• DATA LISTING:

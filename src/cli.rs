use crate::config::{self, ConfigOverrides};
use crate::format;
use crate::logging::{self, LogTarget};
use crate::model::{TrackerConfig, TrackerEvent, TrackerSnapshot};
use crate::orchestrator::{self, ControllerOptions, FinishedRun, UiCommand};
use crate::provider::{
    self, GpsdProvider, LocationProvider, SimulatedRoute, SyntheticProvider, UnavailableProvider,
};
use crate::tracker::RunTracker;
use anyhow::{Context, Result};
use clap::{Parser, ValueEnum};
use rand::RngCore;
use std::io::Write;
use std::path::PathBuf;
use std::sync::Arc;
use std::time::Duration;
use tokio::sync::mpsc;
use tracing::info;

/// Output line routing for stdout/stderr writer.
enum OutputLine {
    Stdout(String),
    Stderr(String),
}

/// Spawn a blocking writer for stdout/stderr to avoid blocking async tasks.
fn spawn_output_writer() -> (
    mpsc::UnboundedSender<OutputLine>,
    tokio::task::JoinHandle<()>,
) {
    let (tx, mut rx) = mpsc::unbounded_channel::<OutputLine>();
    let handle = tokio::task::spawn_blocking(move || {
        let stdout = std::io::stdout();
        let stderr = std::io::stderr();
        let mut out = std::io::LineWriter::new(stdout.lock());
        let mut err = std::io::LineWriter::new(stderr.lock());

        while let Some(line) = rx.blocking_recv() {
            match line {
                OutputLine::Stdout(msg) => {
                    let _ = writeln!(out, "{}", msg);
                }
                OutputLine::Stderr(msg) => {
                    let _ = writeln!(err, "{}", msg);
                }
            }
        }

        let _ = out.flush();
        let _ = err.flush();
    });
    (tx, handle)
}

/// Where location readings come from.
#[derive(Debug, Clone, Copy, PartialEq, Eq, ValueEnum)]
pub enum ProviderKind {
    /// A gpsd daemon
    Gpsd,
    /// A generated route
    Simulate,
    /// A recorded track file (see --replay)
    Replay,
    /// No location source; runs record time only
    None,
}

#[derive(Debug, Parser, Clone)]
#[command(
    name = "meta-humanos-run",
    version,
    about = "Live run tracker with distance, pace and climb, with optional TUI"
)]
pub struct Cli {
    /// Print the run record as JSON and exit (no TUI)
    #[arg(long)]
    pub json: bool,

    /// Print live progress and a text summary (no TUI)
    #[arg(long)]
    pub text: bool,

    /// Location source
    #[arg(long, value_enum, default_value_t = ProviderKind::Simulate)]
    pub provider: ProviderKind,

    /// gpsd address for --provider gpsd
    #[arg(long, default_value = provider::DEFAULT_GPSD_ADDR)]
    pub gpsd_addr: String,

    /// Recorded track to replay: a JSON array of position samples and optional
    /// `{"after_ms", "error"}` failure entries
    #[arg(long)]
    pub replay: Option<PathBuf>,

    /// Simulated running speed in m/s
    #[arg(long, default_value_t = 3.0)]
    pub sim_speed: f64,

    /// Time between simulated readings
    #[arg(long, default_value = "1s")]
    pub sim_interval: humantime::Duration,

    /// Number of simulated readings
    #[arg(long, default_value_t = 3600)]
    pub sim_points: usize,

    /// Average simulated climb, percent of distance
    #[arg(long, default_value_t = 1.0)]
    pub sim_grade: f64,

    /// Seed for the simulated route (random if omitted)
    #[arg(long)]
    pub sim_seed: Option<u64>,

    /// Tracker config file (JSON). Defaults to <config dir>/meta-humanos/tracker.json if present
    #[arg(long)]
    pub config: Option<PathBuf>,

    /// Interval of elapsed-time updates
    #[arg(long)]
    pub tick_interval: Option<humantime::Duration>,

    /// Longest wait for a location reading before reporting a timeout
    #[arg(long)]
    pub max_wait: Option<humantime::Duration>,

    /// Oldest cached location reading accepted
    #[arg(long)]
    pub max_age: Option<humantime::Duration>,

    /// Ask the location source for coarse readings
    #[arg(long)]
    pub low_accuracy: bool,

    /// Stop the run after this much active time (text/JSON modes stop on Ctrl-C otherwise)
    #[arg(long)]
    pub duration: Option<humantime::Duration>,

    /// Export the finished run record as JSON
    #[arg(long)]
    pub export_json: Option<PathBuf>,

    /// Log level when RUST_LOG is not set
    #[arg(long, default_value = "info")]
    pub log_level: String,

    /// Write logs to this file (the TUI logs nowhere else)
    #[arg(long)]
    pub log_file: Option<PathBuf>,

    /// Start a run as soon as the TUI opens
    #[arg(long, default_value_t = false, action = clap::ArgAction::Set)]
    pub start_on_launch: bool,
}

fn uses_tui(args: &Cli) -> bool {
    cfg!(feature = "tui") && !args.json && !args.text
}

pub async fn run(args: Cli) -> Result<()> {
    if args.json && args.text {
        return Err(anyhow::anyhow!("--json and --text are mutually exclusive"));
    }

    let target = match (&args.log_file, uses_tui(&args)) {
        (Some(path), _) => LogTarget::File(path.clone()),
        (None, true) => LogTarget::Off,
        (None, false) => LogTarget::Stderr,
    };
    logging::init(&args.log_level, target)?;

    if !args.json && !args.text {
        #[cfg(feature = "tui")]
        {
            return crate::tui::run(args).await;
        }
        #[cfg(not(feature = "tui"))]
        {
            // Fallback when built without TUI support.
            return run_text(args).await;
        }
    }

    if args.json {
        return run_json(args).await;
    }

    run_text(args).await
}

/// Build the tracker config: config file first, then command-line overrides.
pub fn build_config(args: &Cli) -> Result<TrackerConfig> {
    let file_cfg = config::load_config(args.config.as_deref())?;
    let overrides = ConfigOverrides {
        tick_interval: args.tick_interval.map(Duration::from),
        max_wait: args.max_wait.map(Duration::from),
        max_age: args.max_age.map(Duration::from),
        high_accuracy: args.low_accuracy.then_some(false),
    };
    Ok(overrides.apply(file_cfg))
}

/// Build the location source selected on the command line.
pub fn build_provider(args: &Cli) -> Result<Arc<dyn LocationProvider>> {
    let kind = match (args.provider, &args.replay) {
        (ProviderKind::Simulate, Some(_)) => ProviderKind::Replay,
        (kind, _) => kind,
    };
    let provider: Arc<dyn LocationProvider> = match kind {
        ProviderKind::Gpsd => {
            let gpsd = GpsdProvider::new(args.gpsd_addr.clone());
            info!(addr = gpsd.addr(), "using gpsd");
            Arc::new(gpsd)
        }
        ProviderKind::Simulate => {
            let route = SimulatedRoute {
                speed_mps: args.sim_speed,
                interval: Duration::from(args.sim_interval),
                points: args.sim_points,
                grade_percent: args.sim_grade,
                seed: args.sim_seed.unwrap_or_else(|| rand::thread_rng().next_u64()),
                ..Default::default()
            };
            info!(seed = route.seed, points = route.points, "using simulated route");
            Arc::new(SyntheticProvider::new(route.script()))
        }
        ProviderKind::Replay => {
            let path = args
                .replay
                .as_deref()
                .context("--provider replay needs --replay <track.json>")?;
            let replay = SyntheticProvider::new(provider::load_track(path)?);
            info!(path = %path.display(), readings = replay.script_len(), "replaying track");
            Arc::new(replay)
        }
        ProviderKind::None => Arc::new(UnavailableProvider),
    };
    Ok(provider)
}

/// Ask the controller to quit (finishing any open run) on Ctrl-C.
fn spawn_interrupt_handler(cmd_tx: mpsc::UnboundedSender<UiCommand>) {
    tokio::spawn(async move {
        if tokio::signal::ctrl_c().await.is_ok() {
            info!("interrupted, finishing run");
            let _ = cmd_tx.send(UiCommand::Quit);
        }
    });
}

fn live_line(elapsed_ms: u64, last: Option<&TrackerSnapshot>) -> String {
    let (km, pace, climb) = last
        .map(|s| (s.distance_km, s.current_pace, s.elevation_gain_m))
        .unwrap_or_default();
    format!(
        "{}  {}  pace {} /km  climb {:.0} m",
        format::format_duration_ms(elapsed_ms),
        format::format_distance_km(km),
        format::format_pace_min_per_km(pace),
        climb
    )
}

/// Run one headless session. `live` receives every tracker event while the run is open.
async fn run_headless(
    args: &Cli,
    mut live: impl FnMut(TrackerEvent),
) -> Result<Option<FinishedRun>> {
    let tracker_cfg = build_config(args)?;
    let provider = build_provider(args)?;
    let (evt_tx, mut evt_rx) = mpsc::unbounded_channel::<TrackerEvent>();
    let (cmd_tx, cmd_rx) = mpsc::unbounded_channel::<UiCommand>();
    spawn_interrupt_handler(cmd_tx.clone());

    let tracker = RunTracker::new(provider, tracker_cfg).with_events(evt_tx.clone());
    let opts = ControllerOptions {
        auto_start: true,
        stop_after: args.duration.map(Duration::from),
        quit_on_finish: true,
    };
    let mut controller = tokio::spawn(orchestrator::run_controller(tracker, opts, evt_tx, cmd_rx));

    let finished = loop {
        tokio::select! {
            Some(ev) = evt_rx.recv() => live(ev),
            res = &mut controller => break res.context("run controller task failed")?,
        }
    };
    while let Ok(ev) = evt_rx.try_recv() {
        live(ev);
    }
    drop(cmd_tx);
    Ok(finished)
}

async fn run_json(args: Cli) -> Result<()> {
    let (out_tx, out_handle) = spawn_output_writer();
    let err_tx = out_tx.clone();
    let finished = run_headless(&args, move |ev| match ev {
        TrackerEvent::LocationError { message } => {
            let _ = err_tx.send(OutputLine::Stderr(format!("Location error: {message}")));
        }
        TrackerEvent::Info(info) => {
            let _ = err_tx.send(OutputLine::Stderr(info.to_message()));
        }
        _ => {}
    })
    .await?
    .context("run ended without a record")?;

    if let Some(p) = args.export_json.as_deref() {
        orchestrator::export_json(p, &finished.record)?;
    }
    let out = serde_json::to_string_pretty(&finished.record)?;
    let _ = out_tx.send(OutputLine::Stdout(out));

    drop(out_tx);
    let _ = out_handle.await;
    Ok(())
}

async fn run_text(args: Cli) -> Result<()> {
    let (out_tx, out_handle) = spawn_output_writer();
    let live_tx = out_tx.clone();
    let mut last: Option<TrackerSnapshot> = None;

    let finished = run_headless(&args, move |ev| {
        let line = match ev {
            TrackerEvent::StatusChanged { status } => Some(format!("== {status} ==")),
            TrackerEvent::Sample { snapshot } => {
                last = Some(snapshot);
                None
            }
            TrackerEvent::Tick { elapsed_ms } => Some(live_line(elapsed_ms, last.as_ref())),
            TrackerEvent::LocationError { message } => Some(format!("Location error: {message}")),
            TrackerEvent::Info(info) => Some(info.to_message()),
            TrackerEvent::Finished { .. } => None,
        };
        if let Some(line) = line {
            let _ = live_tx.send(OutputLine::Stderr(line));
        }
    })
    .await?
    .context("run ended without a record")?;

    let processed = orchestrator::process_run_completion(args.export_json.as_deref(), &finished);
    for line in processed.summary.lines {
        let _ = out_tx.send(OutputLine::Stdout(line));
    }
    for msg in &processed.export_messages {
        let _ = out_tx.send(OutputLine::Stderr(msg.clone()));
    }
    drop(out_tx);
    let _ = out_handle.await;

    if args.export_json.is_some() && processed.exported_path.is_none() {
        return Err(anyhow::anyhow!("export failed"));
    }
    Ok(())
}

• AIM OF THE EXERCISE: Across the data, tally the lines containing "return" and give back the number alone.

• EXPECTED ANSWER: 5